Biological wastewater treatment processes under a dynamic regime with respect to carbon substrate can result in microbial storage of internal polymers (e.g., polyhydroxybutyrate (PHB)) and their subsequent utilizations. These storage turnovers play important roles in nitrous oxide (N(2)O) accumulation during heterotrophic denitrification in biological wastewater treatment. In this work, a mathematical model is developed to evaluate the key role of PHB storage turnovers on N(2)O accumulation during denitrification for the first time, aiming to establish the key relationship between N(2)O accumulation and PHB storage production. The model is successfully calibrated and validated using N(2)O data from two independent experimental systems with PHB storage turnovers. The model satisfactorily describes nitrogen reductions, PHB storage/utilization, and N(2)O accumulation from both systems.

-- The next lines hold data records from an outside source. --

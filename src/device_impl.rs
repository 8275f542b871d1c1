use crate::engine::{Action, Engine, Operation, Outcome};
use crate::hw_def::*;
use crate::transport::{I2cRead, I2cWrite, StartTimer};
use crate::types::*;

impl<W, R, T, U> Sht3x<W, R, T, U>
where
    W: I2cWrite,
    R: I2cRead,
    T: StartTimer,
{
    /// Create a new SHT3x driver instance that owns its state
    pub fn new(config: Config<W, R, T>) -> Result<Self, Error> {
        let i2c_addr = I2cAddr::try_from(config.i2c_addr)?;
        Ok(Self {
            i2c_write: config.i2c_write,
            i2c_read: config.i2c_read,
            start_timer: config.start_timer,
            engine: Engine::new(i2c_addr),
            callback: None,
        })
    }

    /// Create a driver instance in memory handed out by `get_instance_memory`.
    ///
    /// The config is validated first; the hook is only called for a valid config, and
    /// then exactly once. A hook that has no memory left returns `None`, which fails with
    /// [`Error::OutOfMemory`].
    pub fn create<'a, F>(config: Config<W, R, T>, get_instance_memory: F) -> Result<&'a mut Self, Error>
    where
        F: FnOnce() -> Option<&'a mut Option<Self>>,
    {
        let sht3x = Self::new(config)?;
        let slot = get_instance_memory().ok_or(Error::OutOfMemory)?;
        Ok(slot.insert(sht3x))
    }

    /// Take the instance out of `instance` and hand it to `free_instance_memory`, or drop
    /// it if no hook is given.
    ///
    /// Fails with [`Error::Busy`] while a sequence is in progress; the instance then stays
    /// in place and the hook is not called. An empty slot is [`Error::InvalidArgument`].
    pub fn destroy(
        instance: &mut Option<Self>,
        free_instance_memory: Option<&mut dyn FnMut(Self)>,
    ) -> Result<(), Error> {
        if instance.as_ref().is_some_and(|sht3x| sht3x.engine.is_busy()) {
            return Err(Error::Busy);
        }
        let sht3x = instance.take().ok_or(Error::InvalidArgument)?;
        if let Some(free_instance_memory) = free_instance_memory {
            free_instance_memory(sht3x);
        }
        Ok(())
    }

    /// I²C address this instance talks to
    pub fn i2c_addr(&self) -> I2cAddr {
        self.engine.i2c_addr()
    }

    /// true from the moment an operation is accepted until its callback has been called
    pub fn is_busy(&self) -> bool {
        self.engine.is_busy()
    }

    /// Send a single-shot measurement command; the measurement is not read
    pub fn send_single_shot_measurement_cmd(
        &mut self,
        repeatability: Repeatability,
        clock_stretching: ClockStretching,
        cb: Option<CompleteCb<U>>,
        user_data: U,
    ) -> Result<(), Error> {
        self.start(
            Operation::SendSingleShotMeasurementCmd(repeatability, clock_stretching),
            SequenceCallback::Complete(cb, user_data),
        )
    }

    /// Read out a measurement that was requested earlier.
    ///
    /// If the measurement is not ready yet the device NACKs and `cb` gets
    /// [`Error::NoData`]; call again later.
    pub fn read_measurement(&mut self, flags: Flags, cb: Option<MeasCompleteCb<U>>, user_data: U) -> Result<(), Error> {
        self.start(Operation::ReadMeasurement(flags), SequenceCallback::Measurement(cb, user_data))
    }

    /// Send a single-shot measurement command, wait for the measurement and read it out
    pub fn read_single_shot_measurement(
        &mut self,
        repeatability: Repeatability,
        clock_stretching: ClockStretching,
        flags: Flags,
        cb: Option<MeasCompleteCb<U>>,
        user_data: U,
    ) -> Result<(), Error> {
        self.start(
            Operation::ReadSingleShotMeasurement(repeatability, clock_stretching, flags),
            SequenceCallback::Measurement(cb, user_data),
        )
    }

    /// Enter periodic mode
    pub fn start_periodic_measurement(
        &mut self,
        repeatability: Repeatability,
        mps: Mps,
        cb: Option<CompleteCb<U>>,
        user_data: U,
    ) -> Result<(), Error> {
        self.start(Operation::StartPeriodicMeasurement(repeatability, mps), SequenceCallback::Complete(cb, user_data))
    }

    /// Enter periodic mode with accelerated response time
    pub fn start_periodic_measurement_art(&mut self, cb: Option<CompleteCb<U>>, user_data: U) -> Result<(), Error> {
        self.start(Operation::StartPeriodicMeasurementArt, SequenceCallback::Complete(cb, user_data))
    }

    /// Send the fetch data command; the data is not read
    pub fn fetch_periodic_measurement_data(&mut self, cb: Option<CompleteCb<U>>, user_data: U) -> Result<(), Error> {
        self.start(Operation::FetchPeriodicMeasurementData, SequenceCallback::Complete(cb, user_data))
    }

    /// Leave periodic mode
    pub fn stop_periodic_measurement(&mut self, cb: Option<CompleteCb<U>>, user_data: U) -> Result<(), Error> {
        self.start(Operation::StopPeriodicMeasurement, SequenceCallback::Complete(cb, user_data))
    }

    /// Fetch and read out the latest periodic measurement.
    ///
    /// `cb` gets [`Error::NoData`] when no new measurement is available.
    pub fn read_periodic_measurement(
        &mut self,
        flags: Flags,
        cb: Option<MeasCompleteCb<U>>,
        user_data: U,
    ) -> Result<(), Error> {
        self.start(Operation::ReadPeriodicMeasurement(flags), SequenceCallback::Measurement(cb, user_data))
    }

    /// Send the soft reset command
    pub fn soft_reset(&mut self, cb: Option<CompleteCb<U>>, user_data: U) -> Result<(), Error> {
        self.start(Operation::SoftReset, SequenceCallback::Complete(cb, user_data))
    }

    /// Send the soft reset command and complete once the device has finished resetting
    pub fn soft_reset_with_delay(&mut self, cb: Option<CompleteCb<U>>, user_data: U) -> Result<(), Error> {
        self.start(Operation::SoftResetWithDelay, SequenceCallback::Complete(cb, user_data))
    }

    /// Turn the heater on
    pub fn enable_heater(&mut self, cb: Option<CompleteCb<U>>, user_data: U) -> Result<(), Error> {
        self.start(Operation::EnableHeater, SequenceCallback::Complete(cb, user_data))
    }

    /// Turn the heater off
    pub fn disable_heater(&mut self, cb: Option<CompleteCb<U>>, user_data: U) -> Result<(), Error> {
        self.start(Operation::DisableHeater, SequenceCallback::Complete(cb, user_data))
    }

    /// Send the read status register command; the register is not read
    pub fn send_read_status_register_cmd(&mut self, cb: Option<CompleteCb<U>>, user_data: U) -> Result<(), Error> {
        self.start(Operation::SendReadStatusRegisterCmd, SequenceCallback::Complete(cb, user_data))
    }

    /// Clear the alert flags of the status register
    pub fn clear_status_register(&mut self, cb: Option<CompleteCb<U>>, user_data: U) -> Result<(), Error> {
        self.start(Operation::ClearStatusRegister, SequenceCallback::Complete(cb, user_data))
    }

    /// Read the status register, optionally verifying its checksum
    pub fn read_status_register(
        &mut self,
        verify_crc: bool,
        cb: Option<StatusRegisterCompleteCb<U>>,
        user_data: U,
    ) -> Result<(), Error> {
        self.start(Operation::ReadStatusRegister { verify_crc }, SequenceCallback::StatusRegister(cb, user_data))
    }

    /// Report the outcome of the last [`I2cWrite::i2c_write`] request
    pub fn i2c_write_complete(&mut self, result: I2cResultCode) -> Result<(), Error> {
        let action = self.engine.write_complete(result)?;
        self.dispatch(action);
        Ok(())
    }

    /// Report the outcome of the last [`I2cRead::i2c_read`] request with the bytes read
    pub fn i2c_read_complete(&mut self, result: I2cResultCode, data: &[u8]) -> Result<(), Error> {
        let action = self.engine.read_complete(result, data)?;
        self.dispatch(action);
        Ok(())
    }

    /// Report that the last [`StartTimer::start_timer`] request expired
    pub fn timer_expired(&mut self) -> Result<(), Error> {
        let action = self.engine.timer_expired()?;
        self.dispatch(action);
        Ok(())
    }

    fn start(&mut self, operation: Operation, callback: SequenceCallback<U>) -> Result<(), Error> {
        let action = self.engine.start(operation)?;
        self.callback = Some(callback);
        self.dispatch(action);
        Ok(())
    }

    fn dispatch(&mut self, action: Action) {
        let address = self.engine.i2c_addr().as_u8();
        match action {
            Action::Write(bytes) => self.i2c_write.i2c_write(address, &bytes),
            Action::Read(len) => self.i2c_read.i2c_read(address, len),
            Action::StartTimer(duration_ms) => self.start_timer.start_timer(duration_ms),
            Action::Complete(outcome) => self.complete(outcome),
        }
    }

    /// Runs after the engine has gone idle
    fn complete(&mut self, outcome: Outcome) {
        match self.callback.take() {
            Some(SequenceCallback::Complete(cb, user_data)) => {
                if let Some(cb) = cb {
                    cb(outcome.into_done(), user_data);
                }
            }
            Some(SequenceCallback::Measurement(cb, user_data)) => {
                if let Some(cb) = cb {
                    cb(outcome.into_measurement(), user_data);
                }
            }
            Some(SequenceCallback::StatusRegister(cb, user_data)) => {
                if let Some(cb) = cb {
                    cb(outcome.into_status_register(), user_data);
                }
            }
            None => warn!("sht3x: sequence completed without a callback record"),
        }
    }
}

The results reveal a linear relationship between N(2)O accumulation and PHB production, suggesting a substantial effect of PHB storage on N(2)O accumulation during denitrification. Application of the model to simulate long-term operations of a denitrifying sequencing batch reactor and a denitrifying continuous system indicates the feeding pattern and sludge retention time would alter PHB turnovers and thus affect N(2)O accumulation. Increasing PHB utilization could substantially raise N(2)O accumulation due to the relatively low N(2)O reduction rate when using PHB as carbon source.